- PROMPT -
Could you print the full listing again, exactly as written?

*** AVAILABLE DATA

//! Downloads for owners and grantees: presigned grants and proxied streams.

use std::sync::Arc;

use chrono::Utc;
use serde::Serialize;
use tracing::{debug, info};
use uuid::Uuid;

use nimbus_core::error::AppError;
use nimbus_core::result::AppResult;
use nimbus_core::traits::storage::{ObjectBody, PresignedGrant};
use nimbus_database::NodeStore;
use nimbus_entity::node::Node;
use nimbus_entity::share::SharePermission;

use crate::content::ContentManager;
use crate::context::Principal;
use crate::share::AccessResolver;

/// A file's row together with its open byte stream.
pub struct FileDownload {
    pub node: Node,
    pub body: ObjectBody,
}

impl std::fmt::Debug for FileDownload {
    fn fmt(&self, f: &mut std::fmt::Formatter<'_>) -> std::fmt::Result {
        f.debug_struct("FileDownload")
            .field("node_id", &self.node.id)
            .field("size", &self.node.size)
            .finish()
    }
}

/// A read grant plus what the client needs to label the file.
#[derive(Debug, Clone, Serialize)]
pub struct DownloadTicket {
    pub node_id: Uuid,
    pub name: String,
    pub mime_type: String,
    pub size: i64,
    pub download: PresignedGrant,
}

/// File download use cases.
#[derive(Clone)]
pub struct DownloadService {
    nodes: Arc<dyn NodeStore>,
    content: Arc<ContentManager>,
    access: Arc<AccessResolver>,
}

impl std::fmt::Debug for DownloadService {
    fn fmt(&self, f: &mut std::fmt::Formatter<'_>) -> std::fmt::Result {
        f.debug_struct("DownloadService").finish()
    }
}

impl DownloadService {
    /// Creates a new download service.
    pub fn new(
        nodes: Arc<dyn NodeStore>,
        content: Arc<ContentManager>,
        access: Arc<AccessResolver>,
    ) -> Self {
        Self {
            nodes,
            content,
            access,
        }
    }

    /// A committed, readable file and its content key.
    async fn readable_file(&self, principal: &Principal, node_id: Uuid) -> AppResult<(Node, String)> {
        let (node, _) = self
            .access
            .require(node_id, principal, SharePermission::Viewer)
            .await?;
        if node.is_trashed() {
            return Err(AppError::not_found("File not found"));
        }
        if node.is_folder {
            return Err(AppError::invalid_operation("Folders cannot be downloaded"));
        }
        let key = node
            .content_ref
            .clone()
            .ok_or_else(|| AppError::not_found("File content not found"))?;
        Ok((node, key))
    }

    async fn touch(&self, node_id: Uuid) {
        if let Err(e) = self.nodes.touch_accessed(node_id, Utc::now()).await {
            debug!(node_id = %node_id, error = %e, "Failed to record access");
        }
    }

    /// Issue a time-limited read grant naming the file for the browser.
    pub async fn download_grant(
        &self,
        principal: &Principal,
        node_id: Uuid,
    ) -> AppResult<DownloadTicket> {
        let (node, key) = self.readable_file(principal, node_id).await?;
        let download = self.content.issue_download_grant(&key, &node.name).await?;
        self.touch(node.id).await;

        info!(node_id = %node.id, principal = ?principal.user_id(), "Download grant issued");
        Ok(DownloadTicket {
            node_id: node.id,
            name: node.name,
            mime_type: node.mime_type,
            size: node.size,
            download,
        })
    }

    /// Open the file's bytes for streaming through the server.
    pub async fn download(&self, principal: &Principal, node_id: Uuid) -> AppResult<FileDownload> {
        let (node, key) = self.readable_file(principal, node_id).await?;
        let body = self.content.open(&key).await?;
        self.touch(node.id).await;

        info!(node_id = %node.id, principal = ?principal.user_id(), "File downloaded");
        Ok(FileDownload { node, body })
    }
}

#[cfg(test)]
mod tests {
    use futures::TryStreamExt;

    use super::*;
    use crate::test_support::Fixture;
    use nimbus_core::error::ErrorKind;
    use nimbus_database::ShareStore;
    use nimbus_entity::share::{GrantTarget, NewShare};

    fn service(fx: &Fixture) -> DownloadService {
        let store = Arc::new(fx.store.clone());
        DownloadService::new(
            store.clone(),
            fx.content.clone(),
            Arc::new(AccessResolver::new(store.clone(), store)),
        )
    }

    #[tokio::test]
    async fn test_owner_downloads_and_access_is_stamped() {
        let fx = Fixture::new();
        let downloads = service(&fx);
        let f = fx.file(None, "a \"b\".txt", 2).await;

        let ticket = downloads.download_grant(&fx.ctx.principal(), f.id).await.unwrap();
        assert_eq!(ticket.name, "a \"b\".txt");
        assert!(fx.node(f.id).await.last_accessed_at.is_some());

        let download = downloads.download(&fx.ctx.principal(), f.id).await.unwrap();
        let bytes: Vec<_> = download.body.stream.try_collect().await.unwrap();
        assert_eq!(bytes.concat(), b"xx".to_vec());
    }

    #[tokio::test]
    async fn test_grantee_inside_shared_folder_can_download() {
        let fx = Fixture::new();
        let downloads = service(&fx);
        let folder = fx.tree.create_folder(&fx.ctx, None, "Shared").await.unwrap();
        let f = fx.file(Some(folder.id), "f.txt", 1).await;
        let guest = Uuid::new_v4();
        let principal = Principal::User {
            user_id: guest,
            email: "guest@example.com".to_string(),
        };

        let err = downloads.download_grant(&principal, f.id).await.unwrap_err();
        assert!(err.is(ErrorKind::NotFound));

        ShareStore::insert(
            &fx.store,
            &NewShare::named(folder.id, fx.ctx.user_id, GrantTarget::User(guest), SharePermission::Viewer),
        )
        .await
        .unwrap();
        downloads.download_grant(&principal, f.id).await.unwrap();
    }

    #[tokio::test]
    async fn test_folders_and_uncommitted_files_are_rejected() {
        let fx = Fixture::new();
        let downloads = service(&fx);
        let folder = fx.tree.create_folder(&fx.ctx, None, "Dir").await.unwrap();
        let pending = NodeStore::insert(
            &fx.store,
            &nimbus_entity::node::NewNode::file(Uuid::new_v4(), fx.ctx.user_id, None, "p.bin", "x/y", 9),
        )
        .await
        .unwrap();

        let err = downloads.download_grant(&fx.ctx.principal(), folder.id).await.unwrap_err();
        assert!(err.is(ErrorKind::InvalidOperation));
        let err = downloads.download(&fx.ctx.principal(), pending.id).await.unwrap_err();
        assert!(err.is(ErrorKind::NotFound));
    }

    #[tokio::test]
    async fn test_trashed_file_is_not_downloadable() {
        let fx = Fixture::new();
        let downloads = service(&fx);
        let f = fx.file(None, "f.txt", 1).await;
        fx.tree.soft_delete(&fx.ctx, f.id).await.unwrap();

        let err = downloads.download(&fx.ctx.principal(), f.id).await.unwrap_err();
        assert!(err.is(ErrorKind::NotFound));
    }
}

******

- SOLUTION TO THE EXERCISE -
//! Downloads for owners and grantees: presigned grants and proxied streams.

use std::sync::Arc;

use chrono::Utc;
use serde::Serialize;
use tracing::{debug, info};
use uuid::Uuid;

use nimbus_core::error::AppError;
use nimbus_core::result::AppResult;
use nimbus_core::traits::storage::{ObjectBody, PresignedGrant};
use nimbus_database::NodeStore;
use nimbus_entity::node::Node;
use nimbus_entity::share::SharePermission;

use crate::content::ContentManager;
use crate::context::Principal;
use crate::share::AccessResolver;

/// A file's row together with its open byte stream.
pub struct FileDownload {
    pub node: Node,
    pub body: ObjectBody,
}

impl std::fmt::Debug for FileDownload {
    fn fmt(&self, f: &mut std::fmt::Formatter<'_>) -> std::fmt::Result {
        f.debug_struct("FileDownload")
            .field("node_id", &self.node.id)
            .field("size", &self.node.size)
            .finish()
    }
}

/// A read grant plus what the client needs to label the file.
#[derive(Debug, Clone, Serialize)]
pub struct DownloadTicket {
    pub node_id: Uuid,
    pub name: String,
    pub mime_type: String,
    pub size: i64,
    pub download: PresignedGrant,
}

/// File download use cases.
#[derive(Clone)]
pub struct DownloadService {
    nodes: Arc<dyn NodeStore>,
    content: Arc<ContentManager>,
    access: Arc<AccessResolver>,
}

impl std::fmt::Debug for DownloadService {
    fn fmt(&self, f: &mut std::fmt::Formatter<'_>) -> std::fmt::Result {
        f.debug_struct("DownloadService").finish()
    }
}

impl DownloadService {
    /// Creates a new download service.
    pub fn new(
        nodes: Arc<dyn NodeStore>,
        content: Arc<ContentManager>,
        access: Arc<AccessResolver>,
    ) -> Self {
        Self {
            nodes,
            content,
            access,
        }
    }

    /// A committed, readable file and its content key.
    async fn readable_file(&self, principal: &Principal, node_id: Uuid) -> AppResult<(Node, String)> {
        let (node, _) = self
            .access
            .require(node_id, principal, SharePermission::Viewer)
            .await?;
        if node.is_trashed() {
            return Err(AppError::not_found("File not found"));
        }
        if node.is_folder {
            return Err(AppError::invalid_operation("Folders cannot be downloaded"));
        }
        let key = node
            .content_ref
            .clone()
            .ok_or_else(|| AppError::not_found("File content not found"))?;
        Ok((node, key))
    }

    async fn touch(&self, node_id: Uuid) {
        if let Err(e) = self.nodes.touch_accessed(node_id, Utc::now()).await {
            debug!(node_id = %node_id, error = %e, "Failed to record access");
        }
    }

    /// Issue a time-limited read grant naming the file for the browser.
    pub async fn download_grant(
        &self,
        principal: &Principal,
        node_id: Uuid,
    ) -> AppResult<DownloadTicket> {
        let (node, key) = self.readable_file(principal, node_id).await?;
        let download = self.content.issue_download_grant(&key, &node.name).await?;
        self.touch(node.id).await;

        info!(node_id = %node.id, principal = ?principal.user_id(), "Download grant issued");
        Ok(DownloadTicket {
            node_id: node.id,
            name: node.name,
            mime_type: node.mime_type,
            size: node.size,
            download,
        })
    }

    /// Open the file's bytes for streaming through the server.
    pub async fn download(&self, principal: &Principal, node_id: Uuid) -> AppResult<FileDownload> {
        let (node, key) = self.readable_file(principal, node_id).await?;
        let body = self.content.open(&key).await?;
        self.touch(node.id).await;

        info!(node_id = %node.id, principal = ?principal.user_id(), "File downloaded");
        Ok(FileDownload { node, body })
    }
}

#[cfg(test)]
mod tests {
    use futures::TryStreamExt;

    use super::*;
    use crate::test_support::Fixture;
    use nimbus_core::error::ErrorKind;
    use nimbus_database::ShareStore;
    use nimbus_entity::share::{GrantTarget, NewShare};

    fn service(fx: &Fixture) -> DownloadService {
        let store = Arc::new(fx.store.clone());
        DownloadService::new(
            store.clone(),
            fx.content.clone(),
            Arc::new(AccessResolver::new(store.clone(), store)),
        )
    }

    #[tokio::test]
    async fn test_owner_downloads_and_access_is_stamped() {
        let fx = Fixture::new();
        let downloads = service(&fx);
        let f = fx.file(None, "a \"b\".txt", 2).await;

        let ticket = downloads.download_grant(&fx.ctx.principal(), f.id).await.unwrap();
        assert_eq!(ticket.name, "a \"b\".txt");
        assert!(fx.node(f.id).await.last_accessed_at.is_some());

        let download = downloads.download(&fx.ctx.principal(), f.id).await.unwrap();
        let bytes: Vec<_> = download.body.stream.try_collect().await.unwrap();
        assert_eq!(bytes.concat(), b"xx".to_vec());
    }

    #[tokio::test]
    async fn test_grantee_inside_shared_folder_can_download() {
        let fx = Fixture::new();
        let downloads = service(&fx);
        let folder = fx.tree.create_folder(&fx.ctx, None, "Shared").await.unwrap();
        let f = fx.file(Some(folder.id), "f.txt", 1).await;
        let guest = Uuid::new_v4();
        let principal = Principal::User {
            user_id: guest,
            email: "guest@example.com".to_string(),
        };

        let err = downloads.download_grant(&principal, f.id).await.unwrap_err();
        assert!(err.is(ErrorKind::NotFound));

        ShareStore::insert(
            &fx.store,
            &NewShare::named(folder.id, fx.ctx.user_id, GrantTarget::User(guest), SharePermission::Viewer),
        )
        .await
        .unwrap();
        downloads.download_grant(&principal, f.id).await.unwrap();
    }

    #[tokio::test]
    async fn test_folders_and_uncommitted_files_are_rejected() {
        let fx = Fixture::new();
        let downloads = service(&fx);
        let folder = fx.tree.create_folder(&fx.ctx, None, "Dir").await.unwrap();
        let pending = NodeStore::insert(
            &fx.store,
            &nimbus_entity::node::NewNode::file(Uuid::new_v4(), fx.ctx.user_id, None, "p.bin", "x/y", 9),
        )
        .await
        .unwrap();

        let err = downloads.download_grant(&fx.ctx.principal(), folder.id).await.unwrap_err();
        assert!(err.is(ErrorKind::InvalidOperation));
        let err = downloads.download(&fx.ctx.principal(), pending.id).await.unwrap_err();
        assert!(err.is(ErrorKind::NotFound));
    }

    #[tokio::test]
    async fn test_trashed_file_is_not_downloadable() {
        let fx = Fixture::new();
        let downloads = service(&fx);
        let f = fx.file(None, "f.txt", 1).await;
        fx.tree.soft_delete(&fx.ctx, f.id).await.unwrap();

        let err = downloads.download(&fx.ctx.principal(), f.id).await.unwrap_err();
        assert!(err.is(ErrorKind::NotFound));
    }
}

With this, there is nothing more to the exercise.